The project DAICHI started April 1st 2018 and is a collaboration between SINTEF and University of Oslo as well as the German coordinator DLR and three Japanese universities (Kyushu, Tohoku and Nihon). In DAICHI, we propose an alternative and innovative concept of electrochemical energy conversion device based upon a metal supported cell using proton conducting ceramics for high-temperature fuel cell and steam electrolysis cell. Replacing the thick porous ceramic substrate by inexpensive porous metal will increase the robustness of the cell, while reducing the needs for critical raw materials widely used in technical ceramics. In comparison to solid oxide cells, the development of proton conducting cells is a few decades behind with still open challenges regarding materials selection, especially promising oxygen-steam electrode materials is not yet identified. The performance will be improved dramatically to reach the critical level for practical applications when reliable oxygen-steam electrode is developed. The overall aim of this project is to develop proton conducting metal supported cells as highly efficient, robust and flexible electrochemical conversion devices working at moderate temperatures (~ 500°C). The focus of DAICHI is the development of oxygen-steam electrodes and the demonstration of a working cell. The collaboration between the Norwegian partners SINTEF/UiO, and DLR has been very fruitful, and has led to good results when it comes to pulsed laser deposition (PLD) of electrolyte and improvement of the surface for the PLD layer. DLR has been several times at UiO to fabricate dense electrolyte films, and this close collaboration has resulted in fabrication and testing of several cells with good results. The collaboration is also very important for the progress of the researcher project AH2A; project number 228819/E20 which finished in 2021. The collaboration between the Japanese partners have to a larger extent been affected by the pandemic.

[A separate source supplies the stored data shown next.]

use ess_daemons::{
    load_config, resolve_config_path, run_daemons, EssConfig, LoggingConfig, PluginRegistry,
    StopSignal,
};
use ess_lib::EssResult;
use log::{info, warn};
use simplelog::{
    ColorChoice, CombinedLogger, Config, LevelFilter, SharedLogger, TermLogger, TerminalMode,
    WriteLogger,
};
use std::fs::OpenOptions;
use std::path::PathBuf;
use std::str::FromStr;
use tokio::runtime::Runtime;

pub const ESS_LOG_ENV: &str = "ESS_LOG";

#[derive(Debug, Clone, Default, PartialEq)]
pub struct EssDaemonRunOptions {
    pub config_path: Option<PathBuf>,
    /// Overrides `[common] daemons` when set.
    pub daemons: Option<Vec<String>>,
}

pub fn parse_daemon_list(value: &str) -> Result<Vec<String>, String> {
    let names = value
        .split(',')
        .map(|name| name.trim().to_ascii_lowercase())
        .filter(|name| !name.is_empty())
        .collect::<Vec<_>>();
    if names.is_empty() {
        return Err(format!("empty daemon list: '{}'", value));
    }
    Ok(names)
}

fn log_level(logging: &LoggingConfig) -> LevelFilter {
    let name = match std::env::var(ESS_LOG_ENV) {
        Ok(value) if !value.trim().is_empty() => value,
        _ => logging.level.clone(),
    };
    match LevelFilter::from_str(name.trim()) {
        Ok(level) => level,
        Err(_) => {
            eprintln!("unknown log level '{}', using info", name);
            LevelFilter::Info
        }
    }
}

/// Terminal logging, plus a log file when configured. Falls back to env_logger when
/// simplelog cannot be installed.
pub fn init_logging(logging: &LoggingConfig) {
    let level = log_level(logging);
    let mut loggers: Vec<Box<dyn SharedLogger>> = vec![TermLogger::new(
        level,
        Config::default(),
        TerminalMode::Mixed,
        ColorChoice::Auto,
    )];
    if let Some(path) = &logging.log_file {
        if let Some(parent) = path.parent() {
            let _ = std::fs::create_dir_all(parent);
        }
        match OpenOptions::new().create(true).append(true).open(path) {
            Ok(file) => loggers.push(WriteLogger::new(level, Config::default(), file)),
            Err(e) => eprintln!("open log file {} failed: {}", path.display(), e),
        }
    }
    if CombinedLogger::init(loggers).is_err() {
        let _ = env_logger::Builder::new().filter_level(level).try_init();
    }
}

/// Raises `stop` on ctrl-c or SIGTERM. Returns early once `stop` is raised elsewhere.
async fn watch_signals(stop: StopSignal) {
    let interrupt = async {
        if let Err(e) = tokio::signal::ctrl_c().await {
            warn!("ess_daemon: listen for ctrl-c failed: {}", e);
            std::future::pending::<()>().await;
        }
    };
    #[cfg(unix)]
    let terminate = async {
        use tokio::signal::unix::{signal, SignalKind};
        match signal(SignalKind::terminate()) {
            Ok(mut term) => {
                term.recv().await;
            }
            Err(e) => {
                warn!("ess_daemon: listen for SIGTERM failed: {}", e);
                std::future::pending::<()>().await;
            }
        }
    };
    #[cfg(not(unix))]
    let terminate = std::future::pending::<()>();

    tokio::select! {
        _ = interrupt => info!("ess_daemon: interrupt received, stopping"),
        _ = terminate => info!("ess_daemon: SIGTERM received, stopping"),
        _ = stop.stopped() => return,
    }
    stop.stop();
}

pub async fn serve(config: EssConfig, names: Vec<String>, stop: StopSignal) -> EssResult<()> {
    let signals = tokio::spawn(watch_signals(stop.clone()));
    let registry = PluginRegistry::with_builtins();
    let result = run_daemons(&config, &registry, &names, stop.clone()).await;
    stop.stop();
    let _ = signals.await;
    result
}

pub fn run_ess_daemon(options: EssDaemonRunOptions) -> EssResult<()> {
    let config_path = resolve_config_path(options.config_path.as_deref());
    let config = load_config(&config_path)?;
    init_logging(&config.logging);
    let names = options
        .daemons
        .unwrap_or_else(|| config.common.daemons.clone());
    info!(
        "ess_daemon: config={}, daemons={}",
        config_path.display(),
        names.join(",")
    );

    let runtime = Runtime::new()?;
    runtime.block_on(serve(config, names, StopSignal::new()))
}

However, exchange of samples for mechanical testing, and discussion of results in project web meetings and seminars. The most important scientific outcome has been an increased understanding of factors which can lead to stress and strain issues occurring during operation of the cells, with main focus on interactions between the metallic support and the ceramic cell components. The collaboration with Nihon University will continue after the end of DAICHI.

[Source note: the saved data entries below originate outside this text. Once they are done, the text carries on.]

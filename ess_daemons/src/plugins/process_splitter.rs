use crate::registry::plugin_settings;
use async_trait::async_trait;
use ess_lib::{Content, EssError, EssResult, SplitOutput, Splitter};
use log::{debug, error, info, warn};
use serde::{Deserialize, Serialize};
use std::collections::{BTreeMap, HashMap, VecDeque};
use std::process::Stdio;
use std::sync::atomic::{AtomicBool, Ordering};
use std::sync::{Arc, Mutex};
use std::time::Duration;
use tokio::io::{AsyncBufReadExt, AsyncWriteExt, BufReader};
use tokio::process::{Child, ChildStdin, ChildStdout, Command};
use tokio::sync::{mpsc, Mutex as AsyncMutex};
use tokio::task::JoinHandle;

#[derive(Debug, Clone, Deserialize)]
#[serde(default)]
pub struct ProcessSplitterSettings {
    pub command: String,
    pub args: Vec<String>,
    pub env: BTreeMap<String, String>,
    /// Ranges handed to the child and not answered yet.
    pub max_pending: usize,
    pub max_attempts: u32,
    pub channel_size: usize,
    pub stop_timeout_secs: u64,
}

impl Default for ProcessSplitterSettings {
    fn default() -> Self {
        Self {
            command: String::new(),
            args: Vec::new(),
            env: BTreeMap::new(),
            max_pending: 8,
            max_attempts: 3,
            channel_size: 64,
            stop_timeout_secs: 10,
        }
    }
}

/// One line written to the child's stdin.
#[derive(Debug, Clone, Serialize)]
struct SplitRequestLine {
    content_id: i64,
    coll_id: i64,
    scope: String,
    name: String,
    min_id: u64,
    max_id: u64,
    pfn: Option<String>,
    priority: i32,
}

impl SplitRequestLine {
    fn from_content(content: &Content) -> Self {
        Self {
            content_id: content.content_id,
            coll_id: content.coll_id,
            scope: content.scope.clone(),
            name: content.name.clone(),
            min_id: content.min_id,
            max_id: content.max_id,
            pfn: content.pfn.clone(),
            priority: content.priority,
        }
    }
}

/// One line read from the child's stdout: either a location or an error.
#[derive(Debug, Clone, Deserialize)]
struct SplitReplyLine {
    content_id: i64,
    #[serde(default)]
    size: u64,
    #[serde(default)]
    pfn: Option<String>,
    #[serde(default)]
    error: Option<String>,
}

#[derive(Default)]
struct SplitterShared {
    in_flight: Mutex<HashMap<i64, (Content, u32)>>,
    outputs: Mutex<VecDeque<SplitOutput>>,
    running: AtomicBool,
}

impl SplitterShared {
    fn push_output(&self, output: SplitOutput) {
        match self.outputs.lock() {
            Ok(mut outputs) => outputs.push_back(output),
            Err(e) => error!("process splitter: outputs lock poisoned: {}", e),
        }
    }

    /// Turns every unanswered range into a failed output.
    fn fail_in_flight(&self, reason: &str) -> usize {
        let abandoned = match self.in_flight.lock() {
            Ok(mut in_flight) => in_flight.drain().map(|(_, (content, _))| content).collect::<Vec<_>>(),
            Err(e) => {
                error!("process splitter: in-flight lock poisoned: {}", e);
                return 0;
            }
        };
        for content in abandoned.iter() {
            self.push_output(SplitOutput::failed(content, reason));
        }
        abandoned.len()
    }

    fn in_flight_len(&self) -> usize {
        match self.in_flight.lock() {
            Ok(in_flight) => in_flight.len(),
            Err(e) => {
                error!("process splitter: in-flight lock poisoned: {}", e);
                usize::MAX
            }
        }
    }

    fn outputs_len(&self) -> usize {
        match self.outputs.lock() {
            Ok(outputs) => outputs.len(),
            Err(e) => {
                error!("process splitter: outputs lock poisoned: {}", e);
                0
            }
        }
    }

    fn handle_reply(
        &self,
        line: &str,
        retry_tx: &mpsc::Sender<SplitRequestLine>,
        max_attempts: u32,
    ) {
        let reply: SplitReplyLine = match serde_json::from_str(line.trim()) {
            Ok(reply) => reply,
            Err(e) => {
                warn!("process splitter: unreadable reply ignored: line={}, err={}", line, e);
                return;
            }
        };

        let mut in_flight = match self.in_flight.lock() {
            Ok(in_flight) => in_flight,
            Err(e) => {
                error!("process splitter: in-flight lock poisoned: {}", e);
                return;
            }
        };
        let Some((content, attempts)) = in_flight.remove(&reply.content_id) else {
            warn!(
                "process splitter: reply for unknown range: content_id={}",
                reply.content_id
            );
            return;
        };

        if let (None, Some(pfn)) = (&reply.error, &reply.pfn) {
            drop(in_flight);
            self.push_output(SplitOutput::done(&content, pfn.clone(), reply.size));
            return;
        }

        let reason = reply
            .error
            .unwrap_or_else(|| "reply without pfn".to_string());
        if attempts >= max_attempts {
            error!(
                "process splitter: range failed, giving up: content_id={}, attempts={}, reason={}",
                content.content_id, attempts, reason
            );
            drop(in_flight);
            self.push_output(SplitOutput::failed(
                &content,
                format!("gave up after {} attempts: {}", attempts, reason),
            ));
            return;
        }
        warn!(
            "process splitter: range failed, resending: content_id={}, attempt={}, reason={}",
            content.content_id, attempts, reason
        );
        let line = SplitRequestLine::from_content(&content);
        in_flight.insert(content.content_id, (content, attempts + 1));
        if let Err(e) = retry_tx.try_send(line) {
            error!("process splitter: resend failed: {}", e);
            if let Some((content, _)) = in_flight.remove(&reply.content_id) {
                drop(in_flight);
                self.push_output(SplitOutput::failed(&content, format!("resend failed: {}", e)));
            }
        }
    }
}

struct ChildHandle {
    child: Child,
    requests: mpsc::Sender<SplitRequestLine>,
    writer: JoinHandle<()>,
    reader: JoinHandle<()>,
}

/// Drives a long-lived child process that splits ranges. Each request and each reply
/// is one JSON object per line over the child's stdin/stdout.
pub struct ProcessSplitter {
    settings: ProcessSplitterSettings,
    shared: Arc<SplitterShared>,
    child: AsyncMutex<Option<ChildHandle>>,
}

impl ProcessSplitter {
    pub fn new(settings: ProcessSplitterSettings) -> EssResult<Self> {
        if settings.command.trim().is_empty() {
            return Err(EssError::InvalidParam(
                "process splitter needs a command".to_string(),
            ));
        }
        Ok(Self {
            settings,
            shared: Arc::new(SplitterShared::default()),
            child: AsyncMutex::new(None),
        })
    }

    pub fn from_settings(settings: &toml::Table) -> EssResult<Self> {
        Self::new(plugin_settings("process", settings)?)
    }
}

async fn write_requests(mut stdin: ChildStdin, mut requests: mpsc::Receiver<SplitRequestLine>) {
    while let Some(request) = requests.recv().await {
        let mut line = match serde_json::to_string(&request) {
            Ok(line) => line,
            Err(e) => {
                error!("process splitter: encode request failed: {}", e);
                continue;
            }
        };
        line.push('\n');
        if let Err(e) = stdin.write_all(line.as_bytes()).await {
            error!("process splitter: write to child failed: {}", e);
            break;
        }
        if let Err(e) = stdin.flush().await {
            error!("process splitter: flush to child failed: {}", e);
            break;
        }
    }
    debug!("process splitter: writer finished");
}

async fn read_replies(
    stdout: ChildStdout,
    shared: Arc<SplitterShared>,
    retry_tx: mpsc::Sender<SplitRequestLine>,
    max_attempts: u32,
) {
    let mut lines = BufReader::new(stdout).lines();
    loop {
        match lines.next_line().await {
            Ok(Some(line)) if line.trim().is_empty() => {}
            Ok(Some(line)) => shared.handle_reply(&line, &retry_tx, max_attempts),
            Ok(None) => {
                info!("process splitter: child closed its output");
                break;
            }
            Err(e) => {
                error!("process splitter: read from child failed: {}", e);
                break;
            }
        }
    }
    let failed = shared.fail_in_flight("splitter child exited");
    shared.running.store(false, Ordering::SeqCst);
    error!(
        "process splitter: child is gone, unanswered ranges failed: count={}",
        failed
    );
}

Scientific and Technological impact -development of PCC cells -successful demonstration of MS-PCC cell by implementation of thin film electrolyte International collaboration -integrating knowledge of international partners who are experts in proton conducting ceramics and SOCs technologies based on Metal Supported Cell Architecture -support the exchange of researchers between Norway and Germany to accelerate exchange of knowledge and support the collaboration and development work already engaged. The exchange of researchers between Europe and Japan has been limited, due to the pandemic -speed up the technological developments and foster emergence of international scientific excellence in the field by organizing workshops. Affected by the pandemic, but one online workshop has been arranged. -building of a unique know-how in the field of MSCs with PCC materials

High temperature fuel cells are considered as a key technology for the future. In this project, we propose an alternative and innovative concept of metal supported cells (MSC) using proton conducting ceramics (PCC) as electrochemical energy conversion devices, including fuel cell (FC) and steam electrolysis cell (EC), working at moderate temperatures (400- 600°C). Replacing the thick porous ceramic substrate by inexpensive porous metal will increase the robustness of the cell, while reducing the needs for critical raw materials widely used in technical ceramics. As unique feature compared to Solid Oxide ion conducting Ceramics (SOC), the PCC cell architecture is ideal in respect of fuel electrode, which maximizes the fuel utilization by avoiding dilution of the fuel by the product of reaction, for example. In comparison to SOC, however, development of PCC is a few decades behind with still open challenges regarding materials selection; especially promising oxygen+steam electrode materials is not yet identified for PCC. The performance will be improved dramatically to reach the critical level for practical applications when reliable oxygen+steam electrode is developed for PCC. In support of current development activity in the running Norwegian project AH2A at UiO and SINTEF, and intern activity at DLR, the DAICHI projects aims at supporting collaboration and exchange between those institutions. The involvement of Kyushu and Tohoku universities will provide additional fundamental knowledges and expertise for the investigation and further development of the key materials to realize PCC devices. In addition, the assessment of the mechanical characteristics of the MSC by Tohoku University is crucial for technological development. The DAICHI project allows efficient and effective scientific exchange of knowledge between Europe and Japan, with which we will speed up the technological developments and foster emergence of international scientific excellence in the field.